Given how fast human progress is going, it won’t be long before we have more efficient moth traps that can respond to adaptation, or before we find a reliable “one fell swoop” solution (like gene drives for mosquitoes, chemotherapy for cancer, or mass vaccination for smallpox).

Moth traps operate on a dimension above individual moths. In turn, an artificial superintelligence would operate on a dimension above individual humans. Tiny buttons equivalent to “moth pheromones” would be available to it. One fell swoop solutions like “gene drives” would also be available to it. Humans are currently in the phase in between “moth traps” and “gene drives” in which they are not effectively omnipotent relative to moths, but they are very close. An AGI would bridge that gap much faster if only because transistors are faster than synapses.
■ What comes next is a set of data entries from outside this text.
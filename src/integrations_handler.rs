//! Routes backed by the verification, financials and cap-table providers.
//!
//! `/kyc/verify` and `/financials/link` update the caller's company; the
//! persona/plaid/carta routes expose the provider payloads directly.

use crate::errors::AppError;
use crate::handlers::AppState;
use crate::integrations::cap_table::{CapTable, ShareClass, Valuation409a};
use crate::integrations::financials::{
    BalancesResponse, LinkToken, TokenExchange, TransactionsResponse,
};
use crate::integrations::verification::{InquiryStatus, VerificationResult};
use crate::models::{
    KycVerifyRequest, KycVerifyResponse, LinkFinancialsRequest, LinkFinancialsResponse,
};
use crate::user_context::UserContext;
use crate::validation::validate_link_financials;
use axum::{
    body::Bytes,
    extract::{Path, State},
    Json,
};
use serde::{de::DeserializeOwned, Deserialize};
use std::sync::Arc;

/// POST /api/kyc/verify
///
/// Runs identity verification and, when approved, marks the caller's company as
/// verified. The body is optional.
pub async fn verify_kyc(
    State(state): State<Arc<AppState>>,
    user: UserContext,
    body: Bytes,
) -> Result<Json<KycVerifyResponse>, AppError> {
    let request: KycVerifyRequest = optional_json(&body)?;
    tracing::info!(
        "POST /kyc/verify - user: {}, inquiry: {:?}",
        user.user_id,
        request.inquiry_id
    );

    let result = state
        .verification
        .verify(request.inquiry_id.as_deref(), request.document_type)
        .await?;

    if !result.is_approved() {
        tracing::warn!(
            "Verification for {} not approved: {} / {}",
            user.user_id,
            result.status,
            result.outcome
        );
        return Ok(Json(KycVerifyResponse { verified: false }));
    }

    state.storage().mark_kyc_verified(&user).await?;
    tracing::info!("✓ KYC verified for user {}", user.user_id);

    Ok(Json(KycVerifyResponse { verified: true }))
}

/// POST /api/financials/link
///
/// Exchanges the public token with the financials provider and marks the
/// caller's company as linked.
pub async fn link_financials(
    State(state): State<Arc<AppState>>,
    user: UserContext,
    Json(payload): Json<LinkFinancialsRequest>,
) -> Result<Json<LinkFinancialsResponse>, AppError> {
    tracing::info!(
        "POST /financials/link - user: {}, institution: {:?}",
        user.user_id,
        payload.institution_name
    );

    validate_link_financials(&payload)?;

    let exchange = state.financials.exchange_public_token(&payload.token).await?;
    tracing::debug!("Financials item {} linked", exchange.item_id);

    state.storage().mark_financials_linked(&user).await?;
    tracing::info!("✓ Financials linked for user {}", user.user_id);

    Ok(Json(LinkFinancialsResponse { linked: true }))
}

/// POST /api/persona/verify
pub async fn persona_verify(
    State(state): State<Arc<AppState>>,
    body: Bytes,
) -> Result<Json<VerificationResult>, AppError> {
    let request: KycVerifyRequest = optional_json(&body)?;
    let result = state
        .verification
        .verify(request.inquiry_id.as_deref(), request.document_type)
        .await?;
    Ok(Json(result))
}

/// GET /api/persona/status/:inquiry_id
pub async fn persona_status(
    State(state): State<Arc<AppState>>,
    Path(inquiry_id): Path<String>,
) -> Result<Json<InquiryStatus>, AppError> {
    Ok(Json(state.verification.inquiry_status(&inquiry_id).await?))
}

/// POST /api/plaid/link/token/create
pub async fn plaid_create_link_token(
    State(state): State<Arc<AppState>>,
) -> Result<Json<LinkToken>, AppError> {
    Ok(Json(state.financials.create_link_token().await?))
}

#[derive(Debug, Deserialize)]
pub struct PublicTokenExchangeRequest {
    pub public_token: String,
}

/// POST /api/plaid/item/public_token/exchange
pub async fn plaid_exchange_public_token(
    State(state): State<Arc<AppState>>,
    Json(payload): Json<PublicTokenExchangeRequest>,
) -> Result<Json<TokenExchange>, AppError> {
    Ok(Json(
        state
            .financials
            .exchange_public_token(&payload.public_token)
            .await?,
    ))
}

/// POST /api/plaid/accounts/balance/get
pub async fn plaid_account_balances(
    State(state): State<Arc<AppState>>,
) -> Result<Json<BalancesResponse>, AppError> {
    Ok(Json(state.financials.account_balances().await?))
}

/// POST /api/plaid/transactions/get
pub async fn plaid_transactions(
    State(state): State<Arc<AppState>>,
) -> Result<Json<TransactionsResponse>, AppError> {
    Ok(Json(state.financials.transactions().await?))
}

/// GET /api/carta/cap-table
pub async fn carta_cap_table(
    State(state): State<Arc<AppState>>,
) -> Result<Json<CapTable>, AppError> {
    Ok(Json(state.cap_table.cap_table().await?))
}

/// GET /api/carta/409a
pub async fn carta_409a(
    State(state): State<Arc<AppState>>,
) -> Result<Json<Valuation409a>, AppError> {
    Ok(Json(state.cap_table.valuation_409a().await?))
}

/// GET /api/carta/share-classes
pub async fn carta_share_classes(
    State(state): State<Arc<AppState>>,
) -> Result<Json<Vec<ShareClass>>, AppError> {
    Ok(Json(state.cap_table.share_classes().await?))
}

/// Parses a JSON body that clients may omit entirely; an empty body yields the default.
fn optional_json<T: DeserializeOwned + Default>(body: &[u8]) -> Result<T, AppError> {
    if body.iter().all(u8::is_ascii_whitespace) {
        return Ok(T::default());
    }
    serde_json::from_slice(body)
        .map_err(|e| AppError::BadRequest(format!("Invalid request body: {}", e)))
}

#[cfg(test)]
mod tests {
    use super::*;
    use crate::models::DocumentType;

    #[test]
    fn test_optional_json_empty_body_is_default() {
        let request: KycVerifyRequest = optional_json(b"").unwrap();
        assert!(request.inquiry_id.is_none());
        assert!(request.document_type.is_none());

        let request: KycVerifyRequest = optional_json(b"  \n").unwrap();
        assert!(request.inquiry_id.is_none());
    }

    #[test]
    fn test_optional_json_parses_fields() {
        let request: KycVerifyRequest =
            optional_json(br#"{"inquiryId":"inq_9","documentType":"passport"}"#).unwrap();
        assert_eq!(request.inquiry_id.as_deref(), Some("inq_9"));
        assert_eq!(request.document_type, Some(DocumentType::Passport));
    }

    #[test]
    fn test_optional_json_rejects_unknown_document_type() {
        let err = optional_json::<KycVerifyRequest>(br#"{"documentType":"library_card"}"#)
            .unwrap_err();
        assert!(matches!(err, AppError::BadRequest(_)));
    }
}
Eliezer Yudkowsky on X: "(via Dank EA Memes)" / X
  1. ^

    It’s a pretty horrible way to die, too. When I checked in on the trap at some point, there were about a dozen moths there, all of them alive and squirming, wings permanently damaged with no hope of escape. Insect sentience is still up for debate but it’s still not very fun to watch.

  2. ^

    Read more here. (The Wikipedia page ends with a hit list of insects that pheromone traps are effective with.)

  3. ^

    The case for using this seems strong.

  4. ^

    Cancerous cells that somehow evade your immune system (or chemotherapy rounds) survive to reproduce; viruses that bypass human vaccines survive to reproduce; insects that resist certain pesticides survive to reproduce.

    Numbers and time are the weapons with which humanity’s unagenty enemies fight. (Evolution is kind of agenty and it is an emergent property of numbers and time. An emergent intelligence, if you will.)